Helen Love are an indie band from Wales whose music is a combination of punk rock, bubblegum pop and disco dance music. The band was formed in 1992 by Helen Love (vocals, guitar) with Sheena (guitar, keyboards), Roxy (bass, drum machine), and Mark (keyboards). Current members are Helen, Sheena and Ricardo Autobahn.

Helen Love released only singles and EPs until 2000, when their debut studio album Love and Glitter, Hot Days and Music was released. They have since released three more studio albums, It's My Club and I'll Play What I Want To (2007, Elefant) and Day-Glo Dreams (2013, Elefant), and Smash Hits (2016, Alcopop! Records). Damaged Goods released three compilations of tracks from the band's early singles and EPs, entitled Radio Hits (1994), Radio Hits 2 (1997) and Radio Hits 3 (2002).

The band have released recordings on many labels, including Damaged Goods, Che Trading, Sympathy for the Record Industry, Wurlizter Jukebox, Invicta Hi-Fi and Elefant Records. They are currently signed to Alcopop! records.

==History==
The band was formed in 1992 by Helen Love (vocals, guitar) with Sheena (guitar, keyboards), Roxy (bass, drum machine), and Mark (keyboards). Current members are Helen, Sheena and Ricardo Autobahn.

The main thematic elements in their oeuvre are Joey Ramone, summer days and bubblegum music. Love claims only to listen to the music of the Ramones.

Helen Love released the album, It's My Club and I'll Play What I Want To, in the first week of November 2007 on Elefant Records in Spain and February 2008 in the UK.

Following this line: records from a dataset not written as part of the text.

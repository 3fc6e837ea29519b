// src/bin/analyze_file.rs
use std::env;
use std::fs;
use anyhow::{Context, Result};
use log::info;
use serde::Deserialize;
use property_analyzer::models::{FinancialAssumptions, PropertyInput};
use property_analyzer::services::analyzer::calculate_property_analysis;
use property_analyzer::services::report::generate_analysis_report;

#[derive(Deserialize)]
struct AnalysisFile {
    property: PropertyInput,
    #[serde(default)]
    assumptions: FinancialAssumptions,
}

/// Runs an analysis from a JSON file shaped like the /api/analyze body and
/// prints the analysis and report.
fn main() -> Result<()> {
    env_logger::init();

    let path = env::args().nth(1).context("usage: analyze_file <path.json>")?;
    let contents = fs::read_to_string(&path).with_context(|| format!("reading {}", path))?;
    let file: AnalysisFile = serde_json::from_str(&contents).context("parsing analysis file")?;

    let property = file.property.validate()?;
    file.assumptions.validate()?;
    info!("Analyzing {}", property.address);

    let analysis = calculate_property_analysis(&property, &file.assumptions);
    let report = generate_analysis_report(&analysis);

    println!("{}", serde_json::to_string_pretty(&serde_json::json!({
        "analysis": analysis,
        "report": report,
    }))?);
    Ok(())
}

Their lead singer also provided vocal tracks from "We Love You" for covers of their song, "Better Set Your Phasers to Stun", by American synthpop band Hyperbubble on their 2009 eponymous EP. The latter song later appeared on that band's Live in London album.

In 2013 they released the album Day-Glo Dreams. They supported this with their first gig since 2001 at the Indietracks festival, and then in November played at 100 Club for Damaged Goods 25th anniversary.

== Influence and notable fans ==
While none of their singles have reached the UK Top 40, Helen Love have developed a devoted cult following in indie circles, particularly at indie discos, with songs including "Long Live The UK Music Scene", "Shifty Disco Girl", "Does Your Heart Go Boom?", "We Love You", "Girl About Town", "Punk Boy" and "Debbie Loves Joey".

They recorded a session for John Peel in October 1997, and had three songs in his Festive Fifty.

Their songs have also been covered by Ash, The Queers, Katz and Tullycraft.

The band contributed a specially written song for the DVD release of Dave Gorman's Googlewhack Adventure. Gorman, a fan of the band, had previously played Helen Love songs to his audiences before he went on stage. Another big fan is Phill Jupitus, for whom the band composed the theme song for his Breakfast Show on BBC 6 Music.

=== Joey Ramoney ===

Helen Love's second single was titled "(Sheena's In Love With) Joey Ramoney", a tribute to the band's favourite singer. A play on the Ramones' song "Sheena Is a Punk Rocker", the single was brought to Joey's attention by the UK branch of the Ramones fan club. Joey subsequently invited the band to New York to play a gig.

Joey introduced the band's Evening Session on Radio 1, and duetted with Helen on the album version of "Punk Boy".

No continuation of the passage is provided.